October 3, 2007

the 90´s were pretty terrible.

im as big now as ive ever been. i attribute this to kókómjólk and soupy pizza. not even as horribly mediorce pizza as double pizza. castle? i hope the boi who is inhabiting your purple walls is being extrodinarily good to you. but i am le tired. le tired. le tired. people at work must think im on drugs. out of body again, leave a message. i went from a 20 minute walk to work to almost an hour 'commute' of some variation. how did this happen? oh right, the room.
this room im inhabiting is cute. i´ll admit it. its all i need in life most times and then some. it coupled with my camera and my bottle of tequila are my only possesions now. this room was made for wildminding, if not the whole damn basement floor. how do i continually end up living below street level? sarah harmer? is there anybody out there?
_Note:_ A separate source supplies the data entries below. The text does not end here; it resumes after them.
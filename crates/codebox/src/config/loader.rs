//! Configuration file loading for codebox
//!
//! Handles loading and parsing configuration files using the config crate.
//! [`Config::load`] layers the embedded defaults, an optional file and
//! `CODEBOX__`-prefixed environment variables, in that order.

use std::path::Path;

use config::{Config as ConfigBuilder, Environment, File, FileFormat};

use crate::config::{Config, ConfigError, ENV_PREFIX, EXAMPLE_CONFIG};

impl Config {
    /// Load configuration from a file
    pub fn from_file(path: impl AsRef<Path>) -> Result<Self, ConfigError> {
        let path = path.as_ref();
        let config = ConfigBuilder::builder()
            .add_source(File::from(path))
            .build()?;

        let config: Config = config.try_deserialize()?;
        config.validate()?;
        Ok(config)
    }

    /// Parse configuration from a TOML string
    pub fn parse_toml(content: &str) -> Result<Self, ConfigError> {
        let config = ConfigBuilder::builder()
            .add_source(File::from_str(content, FileFormat::Toml))
            .build()?;

        let config: Config = config.try_deserialize()?;
        config.validate()?;
        Ok(config)
    }

    /// Load layered configuration
    ///
    /// Embedded defaults, then `path` if given, then environment variables
    /// such as `CODEBOX__SESSION__LANG=go` or `CODEBOX__API_TIMEOUT=30`.
    pub fn load(path: Option<&Path>) -> Result<Self, ConfigError> {
        let mut builder = ConfigBuilder::builder()
            .add_source(File::from_str(EXAMPLE_CONFIG, FileFormat::Toml));
        if let Some(path) = path {
            builder = builder.add_source(File::from(path));
        }
        let config = builder
            .add_source(
                Environment::with_prefix(ENV_PREFIX)
                    .separator("__")
                    .try_parsing(true),
            )
            .build()?;

        let config: Config = config.try_deserialize()?;
        config.validate()?;
        Ok(config)
    }

    /// Validate the configuration
    fn validate(&self) -> Result<(), ConfigError> {
        if self.api_timeout == 0 {
            return Err(ConfigError::Invalid(
                "api_timeout must be greater than zero".to_string(),
            ));
        }
        if self.command_timeout == Some(0) {
            return Err(ConfigError::Invalid(
                "command_timeout must be greater than zero".to_string(),
            ));
        }
        for (lang, image) in &self.images {
            if image.trim().is_empty() {
                return Err(ConfigError::Invalid(format!(
                    "image override for '{lang}' is empty"
                )));
            }
        }
        // Dockerfile existence is checked when a session is created
        if self.session.image.is_some() && self.session.dockerfile.is_some() {
            return Err(ConfigError::ConflictingImageSource);
        }

        Ok(())
    }
}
the room is quite possibly a microcosm for this country; small, secluded, quiet, (too quiet sometimes), desolate and quaint. i am certain iceland resides in another dimension, perhaps the same ones that philip k. dick is so fond of. it has its own special place within space and time. proof? communication breakdown. first is my somewhat avid practicing of the french language when i encounter hoity intolerance towards imperial english. this disarms people at light speed. dont get me wrong, my disclaimer remains that i want to learn and pick up on as much icelandic as humanely possible (this doesnt say much for me), however, don´t expect positive feedback when you speak about me to others in it (old farts at work), as i will gladly make the situation even more interesting with a language you dont understand (i am not bitter, i am fun loving and a delightful little worker). this happens but very rarely. like i said before, i will come to QC and speak icelandic. besides, its not languages that kill people, despite how mangled they are, its ACCENTS. you can´t buy these, and they are hard to obtain, which in turn makes the language somehow highly incomplete without it. second facet of communication breakdown: zee telephones. or serious lack thereof. they may very well be play toys. somehow, 00-1-613-283-2751, and every other number i can remember from home-ville (save my moms, .. STRANGE), flat out refuses to carry my overpriced call across the north atlantic. sometimes i reach a friendly woman in denmark, sometimes an angry czech man, other times i get a whole lot of no one, as well as no rings, maybe a beep, no dial tones, but instead a echo and a whole lot of static. play toys. where is everybody? i even tried to call a fetus in ottawa. instead i reached buddy in a place where i dont know what they speak.

even the operator is on perma-holidays, or at least has an icelandic work ethic of sorts. like my boss. there is no 9-5, but there is something like a quarter to 11-chain smoking-excessive coffee consumption-non functional-4:39 day. im being highly irrational. im just jealous because im such a good worker. such fine foreign meat. although, these mid-day naps are fairing quite well for me. 11am strides in and im off finding a dark room to power-kip in. how remarkably refreshing. who knew sleep could come so easily? have i been fighting it all this time? there is so much air in this country to breath in, it just exhaustes me. the icelandic work ethic and i are going to be tight. be good to your foreigners, and they will reward you with the best they know how. or maybe not.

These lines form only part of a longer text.